20090125

A Humilhação de Indra


Certa vez, um monstro chamado Vrtra cumpriu a tarefa de represar (seu nome quer dizer "cercador") todas as águas do universo e houve, então, uma grande seca que durou milhares de anos. Bem, Indra, o Zeus do panteão hindu, finalmente teve uma idéia para solucionar o problema: "Por que não lançar um raio nesse sujeito e explodi-lo?" Então, Indra, que era aparentemente meio lerdo de raciocínio, pegou um raio e o atirou bem no meio de Vrtra, e... bum! Vrtra explode, a água flui novamente e a Terra e o universo têm sua sede saciada.

Bem, daí Indra pensa: "Como sou poderoso", e então vai até a montanha cósmica, Monte Meru, o Olimpo dos deuses hindus, e percebe que todos os palácios por lá estavam em decadência. "Bem, agora vou construir uma cidade inteiramente nova aqui - uma que seja merecedora da minha dignidade." Então, obtém o apoio de Vishvakarman, o artífice dos deuses, e conta-lhe seus planos.

Ele diz: "Olha, vamos começar a trabalhar aqui para construir essa cidade. Acho que poderíamos ter palácios aqui, torres acolá, flores de lótus aqui, etc., etc.".

Então, Vishvakarman começa as obras. Porém, toda vez que Indra volta para lá, ele aparece com novas ideias, melhores e mais grandiosas a respeito do palácio e Vishvakarman começa a pensar: "Meu Deus, ambos somos imortais, então esse negócio não vai terminar nunca. O que eu posso fazer?"

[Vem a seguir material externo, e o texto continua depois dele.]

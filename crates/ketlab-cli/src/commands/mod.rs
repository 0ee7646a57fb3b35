//! CLI command implementations.

pub mod backends;
pub mod bits;
pub mod circuit;
pub mod common;
pub mod script;
pub mod version;
//! Ketlab Backend Abstraction Layer
//!
//! This crate provides the interface between circuits and whatever executes
//! them. Callers depend on the [`Backend`] trait only; concrete simulators live
//! in adapter crates and are looked up by name through a [`BackendRegistry`].
//!
//! # Overview
//!
//! - A common [`Backend`] trait for job submission and management
//! - [`Capabilities`] to describe backend features and limits
//! - [`ExecutionResult`] carrying measurement [`Counts`] and, when the
//!   circuit asked for it, the final [`Statevector`]
//!
//! # Example: Running a Circuit
//!
//! ```ignore
//! use ketlab_hal::{Backend, BackendConfig, BackendRegistry};
//! use ketlab_adapter_sim::SimulatorBackend;
//! use ketlab_ir::Circuit;
//!
//! #[tokio::main]
//! async fn main() -> anyhow::Result<()> {
//!     let mut registry = BackendRegistry::new();
//!     registry.register::<SimulatorBackend>("simulator");
//!
//!     let backend = registry.create("simulator", BackendConfig::new("simulator"))?;
//!
//!     let mut circuit = Circuit::hadamard_cx()?;
//!     circuit.save_statevector()?;
//!
//!     let job_id = backend.submit(&circuit, 1024).await?;
//!     let result = backend.wait(&job_id).await?;
//!     println!("{:?}", result.get_statevector()?.amplitudes());
//!     Ok(())
//! }
//! ```

pub mod backend;
pub mod capability;
pub mod error;
pub mod job;
pub mod registry;
pub mod result;

pub use backend::{Backend, BackendAvailability, BackendConfig, BackendFactory, ValidationResult};
pub use capability::{Capabilities, GateSet};
pub use error::{HalError, HalResult};
pub use job::{JobId, JobRecord, JobStatus};
pub use registry::BackendRegistry;
pub use result::{Counts, ExecutionResult, Statevector};
use std::sync::Arc;

use super::Route;
use crate::handler::Handler;
use crate::method::RequestMethod;
use crate::middleware::{Middleware, MiddlewareChain};

/// A prefix scope owning routes and nested groups.
///
/// The stored prefix is fully qualified (all ancestor prefixes concatenated)
/// and the stored middleware is the effective chain: everything inherited
/// from ancestors followed by what was added on this group. Middleware is
/// pushed down eagerly, so adding it to a group also reaches every child group
/// and route created before it.
#[derive(Debug, Clone, Default)]
pub struct Group {
    prefix: String,
    middleware: MiddlewareChain,
    groups: Vec<Group>,
    routes: Vec<Route>,
}

impl Group {
    pub(crate) fn new(prefix: String, middleware: MiddlewareChain) -> Self {
        Self {
            prefix,
            middleware,
            groups: Vec::new(),
            routes: Vec::new(),
        }
    }

    /// Fully-qualified prefix of this group.
    pub fn prefix(&self) -> &str {
        &self.prefix
    }

    /// Effective middleware chain new routes in this group start from.
    pub fn middleware(&self) -> &MiddlewareChain {
        &self.middleware
    }

    /// Get or create the child group for `prefix` (relative to this group).
    ///
    /// Registration is idempotent per prefix: asking twice for the same prefix
    /// returns the same group, so routes added through either call live in
    /// one place. A new group starts with a copy of this group's effective
    /// middleware.
    pub fn add_group(&mut self, prefix: &str) -> &mut Group {
        let full_prefix = format!("{}{}", self.prefix, prefix);
        let idx = match self.groups.iter().position(|g| g.prefix == full_prefix) {
            Some(idx) => idx,
            None => {
                self.groups
                    .push(Group::new(full_prefix, self.middleware.clone()));
                self.groups.len() - 1
            }
        };
        &mut self.groups[idx]
    }

    /// Add middleware to this group, every existing child group (recursively)
    /// and every route already registered here.
    pub fn add_middleware<M: Middleware + 'static>(&mut self, middleware: M) -> &mut Self {
        self.push_layer(Arc::new(middleware))
    }

    pub(crate) fn push_layer(&mut self, middleware: Arc<dyn Middleware>) -> &mut Self {
        for group in &mut self.groups {
            group.push_layer(Arc::clone(&middleware));
        }
        for route in &mut self.routes {
            route.push_layer(Arc::clone(&middleware));
        }
        self.middleware.append(middleware);
        self
    }

    /// Register a route under this group's prefix.
    ///
    /// The route starts with a copy of the group's current effective
    /// middleware; the returned handle can append route-specific middleware.
    pub fn add_route<H: Handler + 'static>(
        &mut self,
        method: RequestMethod,
        path: &str,
        handler: H,
    ) -> &mut Route {
        self.push_route(method, path, Arc::new(handler))
    }

    /// Like [`Group::add_route`], for a handler shared between several routes.
    pub fn add_shared_route(
        &mut self,
        method: RequestMethod,
        path: &str,
        handler: Arc<dyn Handler>,
    ) -> &mut Route {
        self.push_route(method, path, handler)
    }

    fn push_route(
        &mut self,
        method: RequestMethod,
        path: &str,
        handler: Arc<dyn Handler>,
    ) -> &mut Route {
        let route = Route::new(
            method,
            format!("{}{}", self.prefix, path),
            handler,
            self.middleware.clone(),
        );
        self.routes.push(route);
        let idx = self.routes.len() - 1;
        &mut self.routes[idx]
    }

    /// Every route in this group's tree: child groups first (depth-first, in
    /// creation order), then this group's own routes in registration order.
    pub fn routes(&self) -> Vec<&Route> {
        let mut routes = Vec::new();
        self.collect_routes(&mut routes);
        routes
    }

    fn collect_routes<'a>(&'a self, out: &mut Vec<&'a Route>) {
        for group in &self.groups {
            group.collect_routes(out);
        }
        out.extend(self.routes.iter());
    }
}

Então, decide procurar Brahma e queixar-se a ele, o assim chamado criador do mundo dos fenômenos. Brahma está sentado em um lótus (o trono dele é assim) e Brahma e o lótus crescem a partir do umbigo de Víshnu, que se acha flutuando no espaço cósmico, montado em uma grande serpente, chamada Ananta (que significa "eterno").

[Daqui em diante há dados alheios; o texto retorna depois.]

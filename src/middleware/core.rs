use std::sync::Arc;

use crate::handler::Handler;
use crate::message::{Request, Response};

/// Request/response interceptor wrapped around the rest of a route's chain.
///
/// `process` may inspect or replace the request before calling
/// `next.handle(..)`, inspect or replace the response afterwards, or answer
/// without calling `next` at all. Errors propagate to the router unmodified.
pub trait Middleware: Send + Sync {
    fn process(&self, request: Request, next: &dyn Handler) -> anyhow::Result<Response>;

    /// Name used in diagnostics ("Executing middleware").
    fn name(&self) -> &str {
        std::any::type_name::<Self>()
    }
}

impl<M: Middleware + ?Sized> Middleware for Arc<M> {
    fn process(&self, request: Request, next: &dyn Handler) -> anyhow::Result<Response> {
        (**self).process(request, next)
    }

    fn name(&self) -> &str {
        (**self).name()
    }
}

/// Middleware backed by a closure. Build one with [`middleware_fn`].
#[derive(Clone)]
pub struct FnMiddleware<F> {
    f: F,
    name: &'static str,
}

/// Create middleware from a closure.
///
/// ```rust
/// use layered_router::middleware::middleware_fn;
///
/// let passthrough = middleware_fn(|req, next| next.handle(req));
/// ```
pub fn middleware_fn<F>(f: F) -> FnMiddleware<F>
where
    F: Fn(Request, &dyn Handler) -> anyhow::Result<Response> + Send + Sync,
{
    FnMiddleware {
        f,
        name: std::any::type_name::<F>(),
    }
}

impl<F> FnMiddleware<F> {
    /// Override the diagnostic name.
    #[must_use]
    pub fn named(mut self, name: &'static str) -> Self {
        self.name = name;
        self
    }
}

impl<F> Middleware for FnMiddleware<F>
where
    F: Fn(Request, &dyn Handler) -> anyhow::Result<Response> + Send + Sync,
{
    fn process(&self, request: Request, next: &dyn Handler) -> anyhow::Result<Response> {
        (self.f)(request, next)
    }

    fn name(&self) -> &str {
        self.name
    }
}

Portanto, eis a cena. Lá fora, na água, Vishnu dorme, e Brahma, está sentado no lótus. Vishvakarman entra, e, após muita reverência e embara­ço, diz: "Ouçam, estou em apuros". Daí, conta sua história a Brahma, que diz: "Tudo bem. Eu darei um jeito nisso".

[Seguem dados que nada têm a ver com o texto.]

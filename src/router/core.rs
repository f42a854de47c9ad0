//! Router core module - request lifecycle and matcher cache.

use arc_swap::ArcSwapOption;
use std::sync::atomic::{AtomicUsize, Ordering};
use std::sync::{Arc, Mutex, PoisonError};
use std::time::Instant;
use tracing::{debug, info, warn};

use super::radix::{MatchOutcome, MatcherError, RadixMatcher};
use super::{Group, Route};
use crate::config::RouterConfig;
use crate::error::RouterError;
use crate::exception::{ExceptionTranslator, Propagate};
use crate::handler::Handler;
use crate::message::{Request, RequestExt, Response, ResponseExt};
use crate::method::RequestMethod;
use crate::middleware::Middleware;

/// Matcher compiled from one generation of the route tree.
struct CompiledRoutes {
    generation: u64,
    matcher: Result<RadixMatcher, MatcherError>,
}

/// The root group and the entry point for requests.
///
/// Setup (`add_route`, `add_group`, `add_middleware`, and anything done
/// through the handles they return) needs `&mut Router`; request handling
/// needs only `&Router`, so a configured router can be shared across threads
/// behind an `Arc`.
///
/// Every setup call bumps a generation counter. The compiled matcher records
/// the generation it was built from and is rebuilt lazily by the first
/// request that sees a newer one.
pub struct Router {
    root: Group,
    translator: Arc<dyn ExceptionTranslator>,
    config: RouterConfig,
    generation: u64,
    compiled: ArcSwapOption<CompiledRoutes>,
    rebuild_lock: Mutex<()>,
    builds: AtomicUsize,
}

impl Default for Router {
    fn default() -> Self {
        Self::new()
    }
}

impl Router {
    /// Router without exception translation: failures are returned from
    /// [`Router::handle`] as `Err`.
    #[must_use]
    pub fn new() -> Self {
        Self {
            root: Group::default(),
            translator: Arc::new(Propagate),
            config: RouterConfig::default(),
            generation: 0,
            compiled: ArcSwapOption::empty(),
            rebuild_lock: Mutex::new(()),
            builds: AtomicUsize::new(0),
        }
    }

    /// Translate failures into responses with `translator`.
    #[must_use]
    pub fn with_translator<T: ExceptionTranslator + 'static>(mut self, translator: T) -> Self {
        self.translator = Arc::new(translator);
        self
    }

    #[must_use]
    pub fn with_config(mut self, config: RouterConfig) -> Self {
        self.config = config;
        self
    }

    pub fn config(&self) -> &RouterConfig {
        &self.config
    }

    /// Register a route at the root. See [`Group::add_route`].
    pub fn add_route<H: Handler + 'static>(
        &mut self,
        method: RequestMethod,
        path: &str,
        handler: H,
    ) -> &mut Route {
        self.touch();
        self.root.add_route(method, path, handler)
    }

    /// Register a route with a shared handler. See [`Group::add_shared_route`].
    pub fn add_shared_route(
        &mut self,
        method: RequestMethod,
        path: &str,
        handler: Arc<dyn Handler>,
    ) -> &mut Route {
        self.touch();
        self.root.add_shared_route(method, path, handler)
    }

    /// Get or create a top-level group. See [`Group::add_group`].
    pub fn add_group(&mut self, prefix: &str) -> &mut Group {
        self.touch();
        self.root.add_group(prefix)
    }

    /// Add middleware to every route, existing and future.
    pub fn add_middleware<M: Middleware + 'static>(&mut self, middleware: M) -> &mut Self {
        self.touch();
        self.root.add_middleware(middleware);
        self
    }

    /// Flattened route list, in the order the matcher is compiled from.
    pub fn routes(&self) -> Vec<&Route> {
        self.root.routes()
    }

    /// Number of times the matcher has been compiled.
    pub fn matcher_builds(&self) -> usize {
        self.builds.load(Ordering::Relaxed)
    }

    /// Handle a request: match, run the route's chain, translate failures.
    ///
    /// # Errors
    ///
    /// Only when the configured translator declines a failure. With the
    /// default [`Propagate`] that is every failure: a [`RouterError`] for
    /// 404/405/500 raised by the router, or whatever the handler or
    /// middleware returned.
    pub fn handle(&self, request: Request) -> anyhow::Result<Response> {
        let method = request.method().clone();
        let uri = request.uri().clone();
        let start = Instant::now();

        self.log_request(&request);

        let response = match self.dispatch(request) {
            Ok(response) => response,
            Err(failure) => self.translator.handle(failure)?,
        };

        let elapsed = start.elapsed();
        self.log_response(&method, &uri, &response);
        if let Some(threshold) = self.config.slow_request_threshold() {
            if elapsed >= threshold {
                warn!(
                    method = %method,
                    uri = %uri,
                    status = response.status().as_u16(),
                    duration_us = u64::try_from(elapsed.as_micros()).unwrap_or(u64::MAX),
                    "Slow request"
                );
            }
        }

        Ok(response)
    }

    fn dispatch(&self, request: Request) -> anyhow::Result<Response> {
        let compiled = self.compiled_routes();
        let matcher = match &compiled.matcher {
            Ok(matcher) => matcher,
            Err(err) => return Err(RouterError::internal().with_source(err.clone()).into()),
        };

        match matcher.lookup(request.method(), request.uri().path()) {
            MatchOutcome::Found { route, params } => route.handle(request.with_attribute(params)),
            MatchOutcome::NotFound => Err(RouterError::not_found().into()),
            MatchOutcome::MethodNotAllowed { allowed } => {
                Err(RouterError::method_not_allowed(&allowed).into())
            }
        }
    }

    /// Current matcher, compiling it first when the tree changed since the last build.
    fn compiled_routes(&self) -> Arc<CompiledRoutes> {
        if let Some(compiled) = self.current() {
            return compiled;
        }

        let _guard = self
            .rebuild_lock
            .lock()
            .unwrap_or_else(PoisonError::into_inner);
        // Another request may have rebuilt while we waited for the lock
        if let Some(compiled) = self.current() {
            return compiled;
        }

        let routes = self.routes();
        let routes_count = routes.len();
        let matcher = RadixMatcher::compile(routes.into_iter().map(|r| Arc::new(r.clone())));
        match &matcher {
            Ok(_) => info!(
                routes_count,
                generation = self.generation,
                "Routing table compiled"
            ),
            Err(err) => warn!(
                routes_count,
                generation = self.generation,
                error = %err,
                "Routing table failed to compile"
            ),
        }

        let compiled = Arc::new(CompiledRoutes {
            generation: self.generation,
            matcher,
        });
        self.compiled.store(Some(Arc::clone(&compiled)));
        self.builds.fetch_add(1, Ordering::Relaxed);
        compiled
    }

    fn current(&self) -> Option<Arc<CompiledRoutes>> {
        self.compiled
            .load_full()
            .filter(|c| c.generation == self.generation)
    }

    /// Mark the route tree as changed.
    fn touch(&mut self) {
        self.generation += 1;
    }

    fn log_request(&self, request: &Request) {
        debug!(
            method = %request.method(),
            uri = %request.uri(),
            version = ?request.version(),
            headers = ?self.config.log_headers.then(|| request.headers()),
            body = ?self.config.log_bodies.then(|| request.body()),
            "Router request"
        );
    }

    fn log_response(&self, method: &http::Method, uri: &http::Uri, response: &Response) {
        debug!(
            method = %method,
            uri = %uri,
            status = response.status().as_u16(),
            reason = %response.reason_phrase(),
            headers = ?self.config.log_headers.then(|| response.headers()),
            body = ?self.config.log_bodies.then(|| response.body()),
            "Router response"
        );
    }
}

impl Handler for Router {
    fn handle(&self, request: Request) -> anyhow::Result<Response> {
        Router::handle(self, request)
    }
}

Na manhã seguinte, o porteiro da entrada de um palácio que está sendo construído nota um jovem brâmane azul-escuro, cuja beleza chamou a atenção de muitas crianças em torno de si. O porteiro vai a Indra e lhe diz: "Acho que seria de bom grado convidar este belo jovem brâmane a conhe­cer o palácio e dar-lhe uma boa acolhida". Indra concorda que seria uma boa ideia e, assim, o jovem é convidado a entrar. Indra está sentado em seu trono e, após as cerimónias de boas-vindas, diz: "Bem, meu jovem. O que o traz ao palácio?"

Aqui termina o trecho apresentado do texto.